What to produce:
An exact copy of every entry below is needed.
BEGIN
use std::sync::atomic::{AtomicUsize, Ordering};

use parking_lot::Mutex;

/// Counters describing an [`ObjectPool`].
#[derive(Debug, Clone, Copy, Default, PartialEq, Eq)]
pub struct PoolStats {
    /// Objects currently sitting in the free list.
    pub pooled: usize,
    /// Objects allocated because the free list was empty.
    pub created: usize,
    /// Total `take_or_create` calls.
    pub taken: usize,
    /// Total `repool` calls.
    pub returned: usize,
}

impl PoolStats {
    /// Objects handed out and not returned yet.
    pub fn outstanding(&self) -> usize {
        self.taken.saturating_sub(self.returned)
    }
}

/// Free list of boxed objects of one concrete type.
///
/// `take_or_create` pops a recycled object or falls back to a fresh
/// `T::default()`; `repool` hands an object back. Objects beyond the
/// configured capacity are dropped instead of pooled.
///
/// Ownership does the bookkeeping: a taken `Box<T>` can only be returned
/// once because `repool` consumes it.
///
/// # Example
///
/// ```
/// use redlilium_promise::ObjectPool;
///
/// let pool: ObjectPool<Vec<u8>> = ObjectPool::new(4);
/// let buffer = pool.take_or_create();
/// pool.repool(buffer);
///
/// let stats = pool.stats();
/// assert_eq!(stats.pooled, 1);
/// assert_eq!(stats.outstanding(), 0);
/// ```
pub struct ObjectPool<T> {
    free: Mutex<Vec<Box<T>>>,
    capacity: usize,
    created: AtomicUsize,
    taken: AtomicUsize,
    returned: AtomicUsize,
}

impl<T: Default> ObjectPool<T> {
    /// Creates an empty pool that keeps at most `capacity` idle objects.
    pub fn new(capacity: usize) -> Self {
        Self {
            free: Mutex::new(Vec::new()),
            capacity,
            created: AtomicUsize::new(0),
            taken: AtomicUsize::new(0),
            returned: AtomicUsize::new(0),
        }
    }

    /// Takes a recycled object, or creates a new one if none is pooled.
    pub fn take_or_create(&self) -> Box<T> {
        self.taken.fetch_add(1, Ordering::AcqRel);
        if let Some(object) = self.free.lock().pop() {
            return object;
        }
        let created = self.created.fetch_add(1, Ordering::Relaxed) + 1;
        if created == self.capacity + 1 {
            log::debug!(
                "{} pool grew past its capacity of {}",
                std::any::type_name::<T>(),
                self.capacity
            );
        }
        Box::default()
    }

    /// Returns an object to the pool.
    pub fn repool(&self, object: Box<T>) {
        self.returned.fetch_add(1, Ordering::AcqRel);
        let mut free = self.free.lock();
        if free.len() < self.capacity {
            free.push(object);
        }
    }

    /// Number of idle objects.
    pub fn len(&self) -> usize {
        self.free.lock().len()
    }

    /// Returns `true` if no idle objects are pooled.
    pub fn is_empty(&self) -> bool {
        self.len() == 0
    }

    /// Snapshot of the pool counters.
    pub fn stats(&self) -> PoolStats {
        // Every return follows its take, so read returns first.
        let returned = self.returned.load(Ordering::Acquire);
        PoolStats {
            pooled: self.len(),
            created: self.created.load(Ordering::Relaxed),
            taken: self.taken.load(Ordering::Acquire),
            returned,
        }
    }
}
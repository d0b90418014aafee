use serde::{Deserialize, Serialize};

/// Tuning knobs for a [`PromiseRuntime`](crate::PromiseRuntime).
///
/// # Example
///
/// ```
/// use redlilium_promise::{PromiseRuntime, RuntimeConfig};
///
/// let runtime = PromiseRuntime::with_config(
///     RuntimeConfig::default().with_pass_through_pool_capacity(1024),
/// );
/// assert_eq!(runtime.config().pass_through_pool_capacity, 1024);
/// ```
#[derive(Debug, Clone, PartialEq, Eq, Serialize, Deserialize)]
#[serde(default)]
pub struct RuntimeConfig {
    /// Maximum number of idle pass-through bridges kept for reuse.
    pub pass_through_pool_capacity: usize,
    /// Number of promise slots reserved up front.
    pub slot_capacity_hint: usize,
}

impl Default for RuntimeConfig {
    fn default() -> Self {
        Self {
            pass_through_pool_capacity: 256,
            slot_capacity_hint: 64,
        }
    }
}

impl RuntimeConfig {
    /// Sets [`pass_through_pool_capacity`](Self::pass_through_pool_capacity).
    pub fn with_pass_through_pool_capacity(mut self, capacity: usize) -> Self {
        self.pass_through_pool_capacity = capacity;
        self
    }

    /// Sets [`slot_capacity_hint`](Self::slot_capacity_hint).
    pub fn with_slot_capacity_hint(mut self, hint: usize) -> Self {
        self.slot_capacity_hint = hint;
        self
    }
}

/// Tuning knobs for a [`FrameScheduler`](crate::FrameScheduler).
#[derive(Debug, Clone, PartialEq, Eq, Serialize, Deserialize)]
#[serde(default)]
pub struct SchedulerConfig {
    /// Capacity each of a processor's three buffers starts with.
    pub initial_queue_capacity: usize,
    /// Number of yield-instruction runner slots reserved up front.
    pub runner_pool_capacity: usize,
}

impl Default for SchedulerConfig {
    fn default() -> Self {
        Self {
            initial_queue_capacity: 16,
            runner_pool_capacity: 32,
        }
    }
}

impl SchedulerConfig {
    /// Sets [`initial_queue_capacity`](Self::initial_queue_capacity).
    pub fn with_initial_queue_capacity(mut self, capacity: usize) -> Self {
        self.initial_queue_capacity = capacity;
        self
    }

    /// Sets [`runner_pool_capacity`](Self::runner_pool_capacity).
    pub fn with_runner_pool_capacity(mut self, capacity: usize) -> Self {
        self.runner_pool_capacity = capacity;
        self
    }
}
END
Solution:
use std::sync::atomic::{AtomicUsize, Ordering};

use parking_lot::Mutex;

/// Counters describing an [`ObjectPool`].
#[derive(Debug, Clone, Copy, Default, PartialEq, Eq)]
pub struct PoolStats {
    /// Objects currently sitting in the free list.
    pub pooled: usize,
    /// Objects allocated because the free list was empty.
    pub created: usize,
    /// Total `take_or_create` calls.
    pub taken: usize,
    /// Total `repool` calls.
    pub returned: usize,
}

impl PoolStats {
    /// Objects handed out and not returned yet.
    pub fn outstanding(&self) -> usize {
        self.taken.saturating_sub(self.returned)
    }
}

/// Free list of boxed objects of one concrete type.
///
/// `take_or_create` pops a recycled object or falls back to a fresh
/// `T::default()`; `repool` hands an object back. Objects beyond the
/// configured capacity are dropped instead of pooled.
///
/// Ownership does the bookkeeping: a taken `Box<T>` can only be returned
/// once because `repool` consumes it.
///
/// # Example
///
/// ```
/// use redlilium_promise::ObjectPool;
///
/// let pool: ObjectPool<Vec<u8>> = ObjectPool::new(4);
/// let buffer = pool.take_or_create();
/// pool.repool(buffer);
///
/// let stats = pool.stats();
/// assert_eq!(stats.pooled, 1);
/// assert_eq!(stats.outstanding(), 0);
/// ```
pub struct ObjectPool<T> {
    free: Mutex<Vec<Box<T>>>,
    capacity: usize,
    created: AtomicUsize,
    taken: AtomicUsize,
    returned: AtomicUsize,
}

impl<T: Default> ObjectPool<T> {
    /// Creates an empty pool that keeps at most `capacity` idle objects.
    pub fn new(capacity: usize) -> Self {
        Self {
            free: Mutex::new(Vec::new()),
            capacity,
            created: AtomicUsize::new(0),
            taken: AtomicUsize::new(0),
            returned: AtomicUsize::new(0),
        }
    }

    /// Takes a recycled object, or creates a new one if none is pooled.
    pub fn take_or_create(&self) -> Box<T> {
        self.taken.fetch_add(1, Ordering::AcqRel);
        if let Some(object) = self.free.lock().pop() {
            return object;
        }
        let created = self.created.fetch_add(1, Ordering::Relaxed) + 1;
        if created == self.capacity + 1 {
            log::debug!(
                "{} pool grew past its capacity of {}",
                std::any::type_name::<T>(),
                self.capacity
            );
        }
        Box::default()
    }

    /// Returns an object to the pool.
    pub fn repool(&self, object: Box<T>) {
        self.returned.fetch_add(1, Ordering::AcqRel);
        let mut free = self.free.lock();
        if free.len() < self.capacity {
            free.push(object);
        }
    }

    /// Number of idle objects.
    pub fn len(&self) -> usize {
        self.free.lock().len()
    }

    /// Returns `true` if no idle objects are pooled.
    pub fn is_empty(&self) -> bool {
        self.len() == 0
    }

    /// Snapshot of the pool counters.
    pub fn stats(&self) -> PoolStats {
        // Every return follows its take, so read returns first.
        let returned = self.returned.load(Ordering::Acquire);
        PoolStats {
            pooled: self.len(),
            created: self.created.load(Ordering::Relaxed),
            taken: self.taken.load(Ordering::Acquire),
            returned,
        }
    }
}
repository d0b90418014aafee
use serde::{Deserialize, Serialize};

/// Tuning knobs for a [`PromiseRuntime`](crate::PromiseRuntime).
///
/// # Example
///
/// ```
/// use redlilium_promise::{PromiseRuntime, RuntimeConfig};
///
/// let runtime = PromiseRuntime::with_config(
///     RuntimeConfig::default().with_pass_through_pool_capacity(1024),
/// );
/// assert_eq!(runtime.config().pass_through_pool_capacity, 1024);
/// ```
#[derive(Debug, Clone, PartialEq, Eq, Serialize, Deserialize)]
#[serde(default)]
pub struct RuntimeConfig {
    /// Maximum number of idle pass-through bridges kept for reuse.
    pub pass_through_pool_capacity: usize,
    /// Number of promise slots reserved up front.
    pub slot_capacity_hint: usize,
}

impl Default for RuntimeConfig {
    fn default() -> Self {
        Self {
            pass_through_pool_capacity: 256,
            slot_capacity_hint: 64,
        }
    }
}

impl RuntimeConfig {
    /// Sets [`pass_through_pool_capacity`](Self::pass_through_pool_capacity).
    pub fn with_pass_through_pool_capacity(mut self, capacity: usize) -> Self {
        self.pass_through_pool_capacity = capacity;
        self
    }

    /// Sets [`slot_capacity_hint`](Self::slot_capacity_hint).
    pub fn with_slot_capacity_hint(mut self, hint: usize) -> Self {
        self.slot_capacity_hint = hint;
        self
    }
}

/// Tuning knobs for a [`FrameScheduler`](crate::FrameScheduler).
#[derive(Debug, Clone, PartialEq, Eq, Serialize, Deserialize)]
#[serde(default)]
pub struct SchedulerConfig {
    /// Capacity each of a processor's three buffers starts with.
    pub initial_queue_capacity: usize,
    /// Number of yield-instruction runner slots reserved up front.
    pub runner_pool_capacity: usize,
}

impl Default for SchedulerConfig {
    fn default() -> Self {
        Self {
            initial_queue_capacity: 16,
            runner_pool_capacity: 32,
        }
    }
}

impl SchedulerConfig {
    /// Sets [`initial_queue_capacity`](Self::initial_queue_capacity).
    pub fn with_initial_queue_capacity(mut self, capacity: usize) -> Self {
        self.initial_queue_capacity = capacity;
        self
    }

    /// Sets [`runner_pool_capacity`](Self::runner_pool_capacity).
    pub fn with_runner_pool_capacity(mut self, capacity: usize) -> Self {
        self.runner_pool_capacity = capacity;
        self
    }
}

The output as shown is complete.